(GIVEN DATA):

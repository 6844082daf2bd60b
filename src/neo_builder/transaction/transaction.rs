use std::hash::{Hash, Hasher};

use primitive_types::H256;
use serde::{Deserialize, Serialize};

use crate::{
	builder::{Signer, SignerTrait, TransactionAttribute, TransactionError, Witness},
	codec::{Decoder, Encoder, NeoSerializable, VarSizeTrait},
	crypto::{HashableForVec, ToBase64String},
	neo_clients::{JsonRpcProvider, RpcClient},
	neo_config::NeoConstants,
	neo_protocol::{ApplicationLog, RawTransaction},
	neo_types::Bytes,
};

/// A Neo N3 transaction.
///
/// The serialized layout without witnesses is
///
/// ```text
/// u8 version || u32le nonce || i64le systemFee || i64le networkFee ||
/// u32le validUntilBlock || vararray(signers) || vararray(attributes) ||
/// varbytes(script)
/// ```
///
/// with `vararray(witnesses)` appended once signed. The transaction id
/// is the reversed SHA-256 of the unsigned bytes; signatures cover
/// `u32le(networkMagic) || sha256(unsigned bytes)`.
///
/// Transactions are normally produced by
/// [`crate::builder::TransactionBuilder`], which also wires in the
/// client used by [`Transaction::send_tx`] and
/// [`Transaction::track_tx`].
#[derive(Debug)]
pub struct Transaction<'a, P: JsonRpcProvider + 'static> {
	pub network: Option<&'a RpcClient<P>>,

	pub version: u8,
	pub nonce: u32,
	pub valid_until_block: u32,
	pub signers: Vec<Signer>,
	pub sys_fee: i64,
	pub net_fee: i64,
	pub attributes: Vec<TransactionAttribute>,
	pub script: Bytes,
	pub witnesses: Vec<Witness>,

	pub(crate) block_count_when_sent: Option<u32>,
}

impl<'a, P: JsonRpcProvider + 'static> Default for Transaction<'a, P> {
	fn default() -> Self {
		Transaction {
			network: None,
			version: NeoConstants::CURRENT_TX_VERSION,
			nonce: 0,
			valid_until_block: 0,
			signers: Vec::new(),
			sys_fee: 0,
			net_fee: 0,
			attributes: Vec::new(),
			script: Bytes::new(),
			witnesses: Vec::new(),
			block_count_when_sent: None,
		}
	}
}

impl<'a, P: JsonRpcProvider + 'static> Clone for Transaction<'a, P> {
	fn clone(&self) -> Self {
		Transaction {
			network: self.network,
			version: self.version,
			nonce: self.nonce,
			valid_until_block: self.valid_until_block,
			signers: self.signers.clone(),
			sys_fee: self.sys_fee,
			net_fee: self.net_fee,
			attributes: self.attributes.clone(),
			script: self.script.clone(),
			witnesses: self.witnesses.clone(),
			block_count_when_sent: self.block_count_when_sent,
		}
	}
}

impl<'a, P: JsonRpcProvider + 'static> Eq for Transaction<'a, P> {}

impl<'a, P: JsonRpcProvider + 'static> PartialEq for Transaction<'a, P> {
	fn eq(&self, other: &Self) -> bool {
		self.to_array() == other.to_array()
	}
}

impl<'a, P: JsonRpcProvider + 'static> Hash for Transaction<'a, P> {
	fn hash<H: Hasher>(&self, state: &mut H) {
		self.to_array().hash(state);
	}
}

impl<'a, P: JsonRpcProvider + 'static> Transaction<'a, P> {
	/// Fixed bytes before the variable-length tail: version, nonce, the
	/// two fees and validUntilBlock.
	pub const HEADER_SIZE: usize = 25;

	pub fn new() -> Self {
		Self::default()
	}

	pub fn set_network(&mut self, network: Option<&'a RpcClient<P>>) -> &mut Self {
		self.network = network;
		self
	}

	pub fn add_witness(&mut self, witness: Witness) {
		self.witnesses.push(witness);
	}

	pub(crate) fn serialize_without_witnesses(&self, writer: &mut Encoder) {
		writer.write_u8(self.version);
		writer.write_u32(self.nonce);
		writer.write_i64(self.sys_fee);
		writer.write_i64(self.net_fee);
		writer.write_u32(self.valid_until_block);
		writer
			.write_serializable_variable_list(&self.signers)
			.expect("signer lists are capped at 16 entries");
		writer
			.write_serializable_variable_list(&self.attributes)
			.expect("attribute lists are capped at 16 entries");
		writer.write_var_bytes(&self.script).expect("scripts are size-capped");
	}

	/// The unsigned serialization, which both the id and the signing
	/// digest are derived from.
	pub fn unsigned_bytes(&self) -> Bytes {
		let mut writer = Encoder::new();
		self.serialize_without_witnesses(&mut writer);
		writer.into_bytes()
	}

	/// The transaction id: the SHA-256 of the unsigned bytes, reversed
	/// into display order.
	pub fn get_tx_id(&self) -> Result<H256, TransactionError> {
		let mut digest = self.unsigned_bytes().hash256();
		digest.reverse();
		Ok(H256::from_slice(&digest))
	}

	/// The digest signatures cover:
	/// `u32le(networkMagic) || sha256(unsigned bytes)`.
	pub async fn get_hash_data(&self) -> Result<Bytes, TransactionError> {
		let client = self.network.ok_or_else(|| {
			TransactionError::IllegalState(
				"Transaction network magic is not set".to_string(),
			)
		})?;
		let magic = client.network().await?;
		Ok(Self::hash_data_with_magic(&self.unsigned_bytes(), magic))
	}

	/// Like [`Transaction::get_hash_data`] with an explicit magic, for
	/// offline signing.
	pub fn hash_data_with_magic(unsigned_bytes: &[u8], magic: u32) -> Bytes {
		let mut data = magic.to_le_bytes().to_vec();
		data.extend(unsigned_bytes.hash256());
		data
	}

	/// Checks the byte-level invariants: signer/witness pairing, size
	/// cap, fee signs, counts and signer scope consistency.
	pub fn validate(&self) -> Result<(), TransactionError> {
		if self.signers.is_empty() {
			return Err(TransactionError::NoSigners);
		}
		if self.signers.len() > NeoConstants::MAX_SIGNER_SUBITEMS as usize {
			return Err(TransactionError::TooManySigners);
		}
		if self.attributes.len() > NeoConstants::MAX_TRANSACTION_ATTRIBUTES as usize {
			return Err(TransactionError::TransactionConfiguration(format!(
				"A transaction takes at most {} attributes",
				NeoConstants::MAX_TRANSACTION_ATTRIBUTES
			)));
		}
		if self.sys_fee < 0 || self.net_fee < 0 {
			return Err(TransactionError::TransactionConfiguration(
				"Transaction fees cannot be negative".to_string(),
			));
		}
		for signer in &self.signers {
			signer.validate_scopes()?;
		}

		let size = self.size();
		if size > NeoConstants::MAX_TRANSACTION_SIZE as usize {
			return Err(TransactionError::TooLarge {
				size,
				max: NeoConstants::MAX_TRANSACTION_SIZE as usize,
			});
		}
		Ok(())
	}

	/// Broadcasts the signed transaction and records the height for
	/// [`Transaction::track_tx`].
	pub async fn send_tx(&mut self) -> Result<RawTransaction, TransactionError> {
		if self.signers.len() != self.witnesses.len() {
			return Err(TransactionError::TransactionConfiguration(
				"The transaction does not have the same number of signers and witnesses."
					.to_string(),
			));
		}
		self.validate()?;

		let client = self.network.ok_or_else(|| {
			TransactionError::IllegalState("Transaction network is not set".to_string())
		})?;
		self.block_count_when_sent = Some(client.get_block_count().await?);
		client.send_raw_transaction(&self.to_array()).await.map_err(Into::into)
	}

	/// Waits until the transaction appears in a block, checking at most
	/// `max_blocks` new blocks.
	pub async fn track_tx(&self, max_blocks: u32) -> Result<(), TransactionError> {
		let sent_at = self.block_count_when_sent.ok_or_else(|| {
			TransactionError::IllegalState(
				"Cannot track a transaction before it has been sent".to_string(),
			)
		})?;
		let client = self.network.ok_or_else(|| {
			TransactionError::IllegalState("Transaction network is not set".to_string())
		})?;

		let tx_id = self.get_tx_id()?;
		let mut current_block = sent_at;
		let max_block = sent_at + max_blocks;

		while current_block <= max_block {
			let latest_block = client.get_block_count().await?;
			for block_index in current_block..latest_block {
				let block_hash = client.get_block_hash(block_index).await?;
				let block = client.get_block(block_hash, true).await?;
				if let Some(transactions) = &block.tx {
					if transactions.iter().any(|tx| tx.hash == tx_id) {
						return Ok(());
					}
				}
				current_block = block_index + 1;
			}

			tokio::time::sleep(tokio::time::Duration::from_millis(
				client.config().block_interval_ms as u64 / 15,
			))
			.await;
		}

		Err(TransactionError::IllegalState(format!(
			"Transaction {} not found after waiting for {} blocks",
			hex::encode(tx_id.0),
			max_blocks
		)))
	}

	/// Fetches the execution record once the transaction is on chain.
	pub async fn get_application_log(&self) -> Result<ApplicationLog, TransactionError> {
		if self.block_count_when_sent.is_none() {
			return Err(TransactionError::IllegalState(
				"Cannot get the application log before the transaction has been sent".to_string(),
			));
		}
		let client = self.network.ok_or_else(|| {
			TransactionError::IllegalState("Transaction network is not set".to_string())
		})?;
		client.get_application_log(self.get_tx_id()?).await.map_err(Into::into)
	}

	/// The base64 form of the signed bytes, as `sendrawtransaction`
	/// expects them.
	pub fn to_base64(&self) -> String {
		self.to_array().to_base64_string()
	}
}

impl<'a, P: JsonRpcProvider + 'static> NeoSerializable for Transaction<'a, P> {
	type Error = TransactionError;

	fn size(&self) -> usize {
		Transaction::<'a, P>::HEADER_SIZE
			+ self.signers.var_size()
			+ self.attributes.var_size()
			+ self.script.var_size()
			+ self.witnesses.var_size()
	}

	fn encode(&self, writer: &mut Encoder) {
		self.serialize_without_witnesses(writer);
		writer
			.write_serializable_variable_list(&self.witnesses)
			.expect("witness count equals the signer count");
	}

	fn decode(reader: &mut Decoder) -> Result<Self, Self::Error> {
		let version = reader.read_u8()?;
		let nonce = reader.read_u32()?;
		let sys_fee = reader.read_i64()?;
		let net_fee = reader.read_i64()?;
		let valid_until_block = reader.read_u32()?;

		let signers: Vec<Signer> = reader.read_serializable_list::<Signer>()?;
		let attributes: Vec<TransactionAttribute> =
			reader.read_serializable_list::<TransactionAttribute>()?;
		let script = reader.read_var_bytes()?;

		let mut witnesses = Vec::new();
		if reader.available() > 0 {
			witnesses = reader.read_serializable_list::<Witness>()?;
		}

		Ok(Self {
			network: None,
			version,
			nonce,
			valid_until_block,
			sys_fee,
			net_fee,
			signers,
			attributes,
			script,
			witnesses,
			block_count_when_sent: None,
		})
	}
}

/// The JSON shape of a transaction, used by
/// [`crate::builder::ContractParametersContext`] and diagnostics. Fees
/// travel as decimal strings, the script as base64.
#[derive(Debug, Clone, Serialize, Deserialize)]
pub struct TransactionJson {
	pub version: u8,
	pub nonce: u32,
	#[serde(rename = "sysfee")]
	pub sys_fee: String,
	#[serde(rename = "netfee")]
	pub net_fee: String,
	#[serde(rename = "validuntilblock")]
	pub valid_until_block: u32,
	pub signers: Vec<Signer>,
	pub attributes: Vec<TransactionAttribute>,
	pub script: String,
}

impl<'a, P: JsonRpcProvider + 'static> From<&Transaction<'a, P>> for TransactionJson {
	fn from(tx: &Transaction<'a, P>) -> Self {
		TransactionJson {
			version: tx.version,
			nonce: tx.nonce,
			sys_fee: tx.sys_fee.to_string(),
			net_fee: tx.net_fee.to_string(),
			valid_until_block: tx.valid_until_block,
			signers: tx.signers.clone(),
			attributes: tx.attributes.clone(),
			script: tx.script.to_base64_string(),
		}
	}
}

(PROMPT): Using the material above, find each line that holds "signing" and copy that line.

(EXERCISE ANSWER):
	/// The unsigned serialization, which both the id and the signing
	/// offline signing.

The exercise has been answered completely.